O Jornal Económico convidou António Vitorino, antigo diretor-Geral da Organização Internacional para as Migrações (OIM), para analisar o tema da imigração em Portugal.
"Vamos continuar a ter necessidade de imigrantes. As pessoas têm de confiar que o sistema de gestão da imigração funciona. E manifestamente não é o caso. É preciso reganhar a confiança da sociedade sobre a gestão dos fluxos migratórios. Este é o grande pressuposto para que a imigração seja regular, ordeira e segura, e seja aceite pela sociedade de acolhimento. Porque não há política migratória bem sucedida que não tenha estas duas componentes", analisou o advogado português.
O Presidente do Conselho Nacional para as Migrações e Asilo pronunciou-se sobre os desafios demográficos que a Europa enfrenta, com a necessidade clara de absorver mão-de-obra.
"Que há um problema sério estrutural na Europa, de envelhecimento da população, que existem carências de mão-de-obra significativas num conjunto de setores é inegável. E que o preenchimento dessas carências só se pode fazer através de imigração regular, ordeira e segura, parece-me inevitável", defendeu.
E existem projeções? "Do ponto de vista dos cálculos, é preciso ter muito cuidado com as projeções. Nós não sabemos o que será o mercado laboral daqui a cinco anos. Mas é relativamente há evidente que há margens para crescimento do mercado laboral autóctone, indígena; a participação das mulheres no mercado de trabalho ainda está aquém dos números. Equiparação salarial entre as mulheres e os homens, que produziria que mais mulheres estivessem no mercado de trabalho europeu. A questão da introdução da robotização ou da IA vai introduzir uma disrupção total no mercado de trabalho. Portanto é muito difícil fazer cálculos sobre quantas pessoas vão precisar", explicou.
Levando ao debate números do Banco Mundial, António Vitorino diz que, nas economias emergentes, nos próximos 10 anos, o número de pessoas que vão atingir a idade do mercado de trabalho será 1.200 milhões. "Na melhoras das hipóteses, nesses próximos dez anos, as economias emergentes – a China não está considerada para esses efeitos como economia emergente -, vão criar 420 milhões postos de trabalho. O que significa que nas economias emergentes há um défice de postos de trabalho que com 800 milhões de pessoas", analisou.
Do Banco Mundial para o Fórum Económico Mundial, a organização de Davos apurou, num inquérito recente, que 71% dos empresários portugueses admitem, nos próximos cinco anos, investir na sua empresa em upskilling e reskilling.

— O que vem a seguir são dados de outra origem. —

use chrono::{DateTime, Utc};
use serde::{Deserialize, Serialize};

fn default_branch() -> String {
    "main".to_string()
}

/// A GitHub account profile, as returned by `GET /users/{username}`.
///
/// Unknown fields in the payload are ignored; the profile is replaced
/// wholesale on every successful sync, never patched in place.
#[derive(Debug, Clone, Serialize, Deserialize, PartialEq)]
pub struct GitHubUser {
    /// Account handle (e.g. "octocat")
    pub login: String,
    /// Display name, if the account has one set
    #[serde(default)]
    pub name: Option<String>,
    /// Avatar image URL
    pub avatar_url: String,
    /// Profile bio
    #[serde(default)]
    pub bio: Option<String>,
    /// Free-form location string
    #[serde(default)]
    pub location: Option<String>,
    /// Company affiliation
    #[serde(default)]
    pub company: Option<String>,
    /// External link (the "blog" field; often a personal site)
    #[serde(default)]
    pub blog: Option<String>,
    /// Canonical profile page URL
    pub html_url: String,
    /// Follower count
    #[serde(default)]
    pub followers: u32,
    /// Number of public repositories
    #[serde(default)]
    pub public_repos: u32,
    /// Account creation time
    pub created_at: DateTime<Utc>,
}

/// One repository's metadata snapshot, as returned by
/// `GET /users/{username}/repos`.
#[derive(Debug, Clone, Serialize, Deserialize, PartialEq)]
pub struct Repo {
    /// Unique numeric identifier
    pub id: u64,
    /// Repository name
    pub name: String,
    /// Owner-qualified name (e.g. "octocat/hello-world")
    pub full_name: String,
    /// Short description
    #[serde(default)]
    pub description: Option<String>,
    /// Primary language, absent for repos GitHub cannot classify
    #[serde(default)]
    pub language: Option<String>,
    /// Topic labels, in the order the API returns them
    #[serde(default)]
    pub topics: Vec<String>,
    /// Star count
    #[serde(default)]
    pub stargazers_count: u64,
    /// Fork count
    #[serde(default)]
    pub forks_count: u64,
    /// Last update time (pushes, metadata edits)
    pub updated_at: DateTime<Utc>,
    /// Home page URL, if one is configured
    #[serde(default)]
    pub homepage: Option<String>,
    /// Canonical web URL
    pub html_url: String,
    /// Default branch name
    #[serde(default = "default_branch")]
    pub default_branch: String,
}

/// Response shape of `GET /repos/{full_name}/contents/{path}` for a file.
///
/// The API wraps `content` in base64 with embedded line breaks; directories
/// and missing files do not produce this shape.
#[derive(Debug, Clone, Deserialize)]
pub struct FileContents {
    /// Base64-encoded file bytes, absent for non-file entries
    #[serde(default)]
    pub content: Option<String>,
    /// Encoding label, "base64" for file responses
    #[serde(default)]
    pub encoding: Option<String>,
}
//! Data fetcher: owns the poll/refetch lifecycle against the GitHub API.
//!
//! The fetcher keeps the authoritative [`PortfolioSnapshot`] and refreshes
//! it with `fetch_all`: profile and repository list requested concurrently,
//! applied together or not at all. A background task repeats the refresh on
//! a fixed interval until its handle is shut down.

use crate::config::PortfolioConfig;
use crate::github::{GitHubClient, GitHubError};
use crate::models::{GitHubUser, Repo};
use crate::state::{FetchStatus, PortfolioSnapshot};
use std::sync::atomic::{AtomicU64, Ordering};
use std::sync::Arc;
use thiserror::Error;
use tokio::sync::RwLock;
use tokio::task::JoinHandle;
use tokio::time::MissedTickBehavior;

/// Failure of one refresh, tagged with the stage that failed.
///
/// When both requests fail, the profile stage takes precedence.
#[derive(Debug, Error)]
pub enum FetchError {
    #[error("failed to fetch user data")]
    User(#[source] GitHubError),

    #[error("failed to fetch repositories")]
    Repos(#[source] GitHubError),
}

struct Shared {
    snapshot: PortfolioSnapshot,
    /// Sequence number of the last refresh whose result was applied.
    /// Results from older refreshes that complete later are discarded.
    applied_seq: u64,
    /// Refreshes currently in flight; the loading flag is derived from this
    in_flight: u32,
}

struct Inner {
    client: GitHubClient,
    config: PortfolioConfig,
    shared: RwLock<Shared>,
    next_seq: AtomicU64,
}

/// Fetches and owns the portfolio data for one configured account.
///
/// Cheap to clone; clones share the same snapshot.
#[derive(Clone)]
pub struct PortfolioFetcher {
    inner: Arc<Inner>,
}

impl PortfolioFetcher {
    /// Create a fetcher for the account in `config`.
    pub fn new(config: PortfolioConfig) -> Self {
        let client = GitHubClient::with_base_url(config.base_url.clone());
        Self::with_client(config, client)
    }

    /// Create a fetcher with an explicit client (used in tests).
    pub fn with_client(config: PortfolioConfig, client: GitHubClient) -> Self {
        Self {
            inner: Arc::new(Inner {
                client,
                config,
                shared: RwLock::new(Shared {
                    snapshot: PortfolioSnapshot::new(),
                    applied_seq: 0,
                    in_flight: 0,
                }),
                next_seq: AtomicU64::new(0),
            }),
        }
    }

    pub fn config(&self) -> &PortfolioConfig {
        &self.inner.config
    }

    /// Refresh the snapshot from the API.
    ///
    /// Issues the profile and repository-list requests concurrently. On
    /// success both results replace the prior snapshot in one write; on
    /// failure of either request nothing is replaced, prior data is
    /// retained, and the status carries the failed stage's message.
    ///
    /// Each invocation takes a sequence number; a result whose number is
    /// older than the last applied one is discarded, so an overlapping
    /// stale refresh cannot clobber a newer snapshot.
    pub async fn fetch_all(&self) {
        let seq = self.inner.next_seq.fetch_add(1, Ordering::Relaxed) + 1;
        {
            let mut shared = self.inner.shared.write().await;
            shared.in_flight += 1;
        }

        let result = self.fetch_both().await;

        let mut shared = self.inner.shared.write().await;
        shared.in_flight -= 1;
        if seq <= shared.applied_seq {
            tracing::debug!(seq, applied = shared.applied_seq, "discarding stale refresh");
            return;
        }
        shared.applied_seq = seq;
        match result {
            Ok((user, repos)) => {
                tracing::info!(seq, repos = repos.len(), "portfolio refresh applied");
                shared.snapshot.user = Some(user);
                shared.snapshot.repos = repos;
                shared.snapshot.generation += 1;
                shared.snapshot.status = FetchStatus::Ready;
            }
            Err(e) => {
                tracing::warn!(seq, "portfolio refresh failed: {}", e);
                shared.snapshot.status = FetchStatus::Failed(e.to_string());
            }
        }
    }

    /// Manually trigger a refresh outside the schedule.
    ///
    /// Does not reset or re-phase the periodic timer.
    pub async fn refetch(&self) {
        self.fetch_all().await;
    }

    /// Current snapshot, cloned for the caller.
    ///
    /// The status reads `Loading` while any refresh is in flight.
    pub async fn snapshot(&self) -> PortfolioSnapshot {
        let shared = self.inner.shared.read().await;
        let mut snapshot = shared.snapshot.clone();
        if shared.in_flight > 0 {
            snapshot.status = FetchStatus::Loading;
        }
        snapshot
    }

    /// Start the background refresh: one fetch immediately, then one per
    /// configured interval until the returned handle is shut down.
    ///
    /// No retry or backoff; a failed tick waits for the next one.
    #[must_use = "dropping the handle aborts the refresh task"]
    pub fn start_auto_refresh(&self) -> RefreshHandle {
        let fetcher = self.clone();
        let period = self.inner.config.refresh_interval;
        let handle = tokio::spawn(async move {
            let mut ticker = tokio::time::interval(period);
            ticker.set_missed_tick_behavior(MissedTickBehavior::Delay);
            loop {
                // first tick completes immediately
                ticker.tick().await;
                fetcher.fetch_all().await;
            }
        });
        RefreshHandle { handle }
    }

    async fn fetch_both(&self) -> Result<(GitHubUser, Vec<Repo>), FetchError> {
        let username = &self.inner.config.username;
        let (user, repos) = tokio::join!(
            self.inner.client.fetch_user(username),
            self.inner
                .client
                .fetch_repos(username, self.inner.config.per_page),
        );
        let user = user.map_err(FetchError::User)?;
        let repos = repos.map_err(FetchError::Repos)?;
        Ok((user, repos))
    }
}

/// Handle to the background refresh task.
///
/// Dropping the handle (or calling [`shutdown`](Self::shutdown)) aborts the
/// task so no further fetches fire after the consumer stops observing.
#[must_use = "dropping the handle aborts the refresh task"]
pub struct RefreshHandle {
    handle: JoinHandle<()>,
}

impl RefreshHandle {
    /// Stop the background refresh.
    pub fn shutdown(self) {
        self.handle.abort();
    }
}

impl Drop for RefreshHandle {
    fn drop(&mut self) {
        self.handle.abort();
    }
}
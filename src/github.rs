//! GitHub API client.
//!
//! This module provides the HTTP client for the three read-only endpoints
//! the portfolio consumes: user profile, repository list, and per-file
//! contents lookup.

use crate::models::{FileContents, GitHubUser, Repo};
use reqwest::Client;

pub const GITHUB_API_BASE_URL: &str = "https://api.github.com";

/// User-Agent sent with every request; GitHub rejects requests without one.
const USER_AGENT: &str = concat!("devfolio/", env!("CARGO_PKG_VERSION"));

/// Error type for GitHub client operations
///
/// Deserialization failures surface through the `Http` variant: response
/// bodies are parsed by reqwest's `json()`, which wraps serde errors in
/// `reqwest::Error`.
#[derive(Debug)]
pub enum GitHubError {
    /// HTTP request failed (transport or payload decoding)
    Http(reqwest::Error),
    /// Server returned an error status
    Status { status: u16, message: String },
}

impl std::fmt::Display for GitHubError {
    fn fmt(&self, f: &mut std::fmt::Formatter<'_>) -> std::fmt::Result {
        match self {
            GitHubError::Http(e) => write!(f, "HTTP error: {}", e),
            GitHubError::Status { status, message } => {
                write!(f, "GitHub returned {}: {}", status, message)
            }
        }
    }
}

impl std::error::Error for GitHubError {
    fn source(&self) -> Option<&(dyn std::error::Error + 'static)> {
        match self {
            GitHubError::Http(e) => Some(e),
            GitHubError::Status { .. } => None,
        }
    }
}

impl From<reqwest::Error> for GitHubError {
    fn from(e: reqwest::Error) -> Self {
        GitHubError::Http(e)
    }
}

/// Client for the GitHub REST API.
///
/// Unauthenticated: no credentials are sent, so requests count against the
/// anonymous rate limit.
pub struct GitHubClient {
    /// Base URL for the API
    pub base_url: String,
    /// Reusable HTTP client
    client: Client,
}

impl GitHubClient {
    /// Create a new GitHubClient against the public API.
    pub fn new() -> Self {
        Self {
            base_url: GITHUB_API_BASE_URL.to_string(),
            client: Client::new(),
        }
    }

    /// Create a new GitHubClient with a custom base URL (used in tests to
    /// point at a mock server).
    pub fn with_base_url(base_url: String) -> Self {
        Self {
            base_url,
            client: Client::new(),
        }
    }

    /// Fetch the profile for an account.
    ///
    /// Sends `GET /users/{username}`.
    pub async fn fetch_user(&self, username: &str) -> Result<GitHubUser, GitHubError> {
        let url = format!("{}/users/{}", self.base_url, username);
        let response = self.get(&url).await?;
        Ok(response.json::<GitHubUser>().await?)
    }

    /// Fetch an account's repositories, most recently updated first.
    ///
    /// Sends `GET /users/{username}/repos?sort=updated&per_page={n}`.
    /// A single page only; `per_page` is capped at 100 by the API.
    pub async fn fetch_repos(&self, username: &str, per_page: u8) -> Result<Vec<Repo>, GitHubError> {
        let url = format!(
            "{}/users/{}/repos?sort=updated&per_page={}",
            self.base_url, username, per_page
        );
        let response = self.get(&url).await?;
        Ok(response.json::<Vec<Repo>>().await?)
    }

    /// Fetch one file's contents record from a repository's default branch.
    ///
    /// Sends `GET /repos/{full_name}/contents/{path}`. The returned
    /// `content` field is base64-encoded; decoding is the caller's concern.
    pub async fn fetch_contents(
        &self,
        full_name: &str,
        path: &str,
    ) -> Result<FileContents, GitHubError> {
        let url = format!("{}/repos/{}/contents/{}", self.base_url, full_name, path);
        let response = self.get(&url).await?;
        Ok(response.json::<FileContents>().await?)
    }

    /// Issue a GET and convert non-success statuses into `GitHubError::Status`.
    async fn get(&self, url: &str) -> Result<reqwest::Response, GitHubError> {
        tracing::debug!("GET {}", url);
        let response = self
            .client
            .get(url)
            .header("User-Agent", USER_AGENT)
            .header("Accept", "application/vnd.github+json")
            .send()
            .await?;

        if !response.status().is_success() {
            let status = response.status().as_u16();
            let message = response
                .text()
                .await
                .unwrap_or_else(|_| "Unknown error".to_string());
            return Err(GitHubError::Status { status, message });
        }

        Ok(response)
    }
}

impl Default for GitHubClient {
    fn default() -> Self {
        Self::new()
    }
}

#[cfg(test)]
mod tests {
    use super::*;

    #[test]
    fn test_client_new() {
        let client = GitHubClient::new();
        assert_eq!(client.base_url, GITHUB_API_BASE_URL);
    }

    #[test]
    fn test_client_with_base_url() {
        let custom_url = "http://localhost:8080".to_string();
        let client = GitHubClient::with_base_url(custom_url.clone());
        assert_eq!(client.base_url, custom_url);
    }

    #[test]
    fn test_client_default() {
        let client = GitHubClient::default();
        assert_eq!(client.base_url, GITHUB_API_BASE_URL);
    }

    #[test]
    fn test_error_display() {
        let err = GitHubError::Status {
            status: 403,
            message: "rate limit exceeded".to_string(),
        };
        let display = format!("{}", err);
        assert!(display.contains("403"));
        assert!(display.contains("rate limit exceeded"));
    }

    // Async tests for HTTP methods
    #[tokio::test]
    async fn test_fetch_user_with_invalid_server() {
        // Use an invalid URL that will fail to connect
        let client = GitHubClient::with_base_url("http://127.0.0.1:1".to_string());
        let result = client.fetch_user("octocat").await;
        assert!(result.is_err());
    }

    #[tokio::test]
    async fn test_fetch_repos_with_invalid_server() {
        let client = GitHubClient::with_base_url("http://127.0.0.1:1".to_string());
        let result = client.fetch_repos("octocat", 100).await;
        assert!(result.is_err());
    }

    #[tokio::test]
    async fn test_fetch_contents_with_invalid_server() {
        let client = GitHubClient::with_base_url("http://127.0.0.1:1".to_string());
        let result = client.fetch_contents("octocat/hello-world", "README.md").await;
        assert!(result.is_err());
    }
}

"Há setores da economia onde isto não sei vai verificar com tanta rapidez. Nós temos 40% de imigrantes na agricultura e pesca; 35% na hotelaria e turismo; 21% na construção civil e nos cuidados a idosos, lares, por exemplo", acrescentou.

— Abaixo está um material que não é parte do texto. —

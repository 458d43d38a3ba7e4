use devfolio::config::PortfolioConfig;
use devfolio::fetcher::PortfolioFetcher;
use devfolio::view_model::{build_view_model, FilterCriteria};

use tracing_subscriber::EnvFilter;

/// Account shown when no argument is given.
const DEFAULT_ACCOUNT: &str = "LilMortal";

#[tokio::main]
async fn main() {
    tracing_subscriber::fmt()
        .with_env_filter(EnvFilter::from_default_env())
        .init();

    let username = std::env::args()
        .nth(1)
        .unwrap_or_else(|| DEFAULT_ACCOUNT.to_string());

    let fetcher = PortfolioFetcher::new(PortfolioConfig::new(&username));
    fetcher.fetch_all().await;
    let snapshot = fetcher.snapshot().await;

    if let Some(message) = snapshot.status.error() {
        eprintln!("{}: {}", username, message);
        std::process::exit(1);
    }

    if let Some(user) = &snapshot.user {
        let name = user.name.as_deref().unwrap_or(&user.login);
        println!("{} (@{})", name, user.login);
        if let Some(bio) = &user.bio {
            println!("  {}", bio);
        }
        println!(
            "  {} public repos · {} followers",
            user.public_repos, user.followers
        );
    }

    let vm = build_view_model(&snapshot.repos, &FilterCriteria::default());
    println!(
        "\n{} repositories · {} stars · {} forks · languages: {}",
        vm.repos.len(),
        vm.total_stars,
        vm.total_forks,
        vm.languages.join(", ")
    );
    for repo in &vm.repos {
        println!(
            "  {:<30} {:>6}★  {}",
            repo.name,
            repo.stargazers_count,
            repo.language.as_deref().unwrap_or("-")
        );
    }
}
//! Portfolio configuration.
//!
//! The account to sync is an explicit configuration value rather than a
//! constant baked into the fetch path, so tests and embedders can point the
//! fetcher at arbitrary accounts and mock servers.

use crate::github::GITHUB_API_BASE_URL;
use std::time::Duration;

/// Maximum single-page size the repository listing endpoint allows.
pub const MAX_PAGE_SIZE: u8 = 100;

/// Default interval between background refreshes (5 minutes).
pub const DEFAULT_REFRESH_INTERVAL: Duration = Duration::from_secs(5 * 60);

/// Configuration for a [`PortfolioFetcher`](crate::fetcher::PortfolioFetcher).
///
/// Use the builder pattern to customize behavior.
///
/// # Example
///
/// ```ignore
/// use devfolio::config::PortfolioConfig;
/// use std::time::Duration;
///
/// let config = PortfolioConfig::new("octocat")
///     .with_refresh_interval(Duration::from_secs(60));
/// ```
#[derive(Debug, Clone, PartialEq)]
pub struct PortfolioConfig {
    /// Account whose profile and repositories are synced
    pub username: String,
    /// API base URL (override for tests)
    pub base_url: String,
    /// Repository page size, capped at [`MAX_PAGE_SIZE`]
    pub per_page: u8,
    /// Interval between automatic refreshes
    pub refresh_interval: Duration,
}

impl PortfolioConfig {
    /// Create a config for an account with default settings.
    pub fn new(username: impl Into<String>) -> Self {
        Self {
            username: username.into(),
            base_url: GITHUB_API_BASE_URL.to_string(),
            per_page: MAX_PAGE_SIZE,
            refresh_interval: DEFAULT_REFRESH_INTERVAL,
        }
    }

    /// Override the API base URL.
    pub fn with_base_url(mut self, base_url: impl Into<String>) -> Self {
        self.base_url = base_url.into();
        self
    }

    /// Set the repository page size (values above the API maximum are capped).
    pub fn with_per_page(mut self, per_page: u8) -> Self {
        self.per_page = per_page.min(MAX_PAGE_SIZE);
        self
    }

    /// Set the automatic refresh interval.
    pub fn with_refresh_interval(mut self, interval: Duration) -> Self {
        self.refresh_interval = interval;
        self
    }
}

"E em Portugal temos um problema. A teoria ensina-nos e a prática confirma – nem sempre é o caso -, que a aceitação pela sociedade de acolhimento depende do volume de admissões, em função da capacidade de integração, e a correlação é muito importante. O ritmo das admissões. E em Portugal conhecemos um crescimento muito súbito num curto espaço de tempo, com a agravante que os fluxos mais visíveis, que nem são os mais significativas, são oriundos de geografias que não eram tradicionais. 70% dos imigrantes são oriundos de países de expressão linguística oficial portuguesa. A imigração do Hindustão é mais recente, tem cinco anos, é uma imigração nova e é muito visível – TVEs, Glovo".
"Há uma perceção de que a paisagem mudou. Se calhar não mudou assim tanto. Mas o impacto da perceção é muito importante. É tão importante quanto a realidade".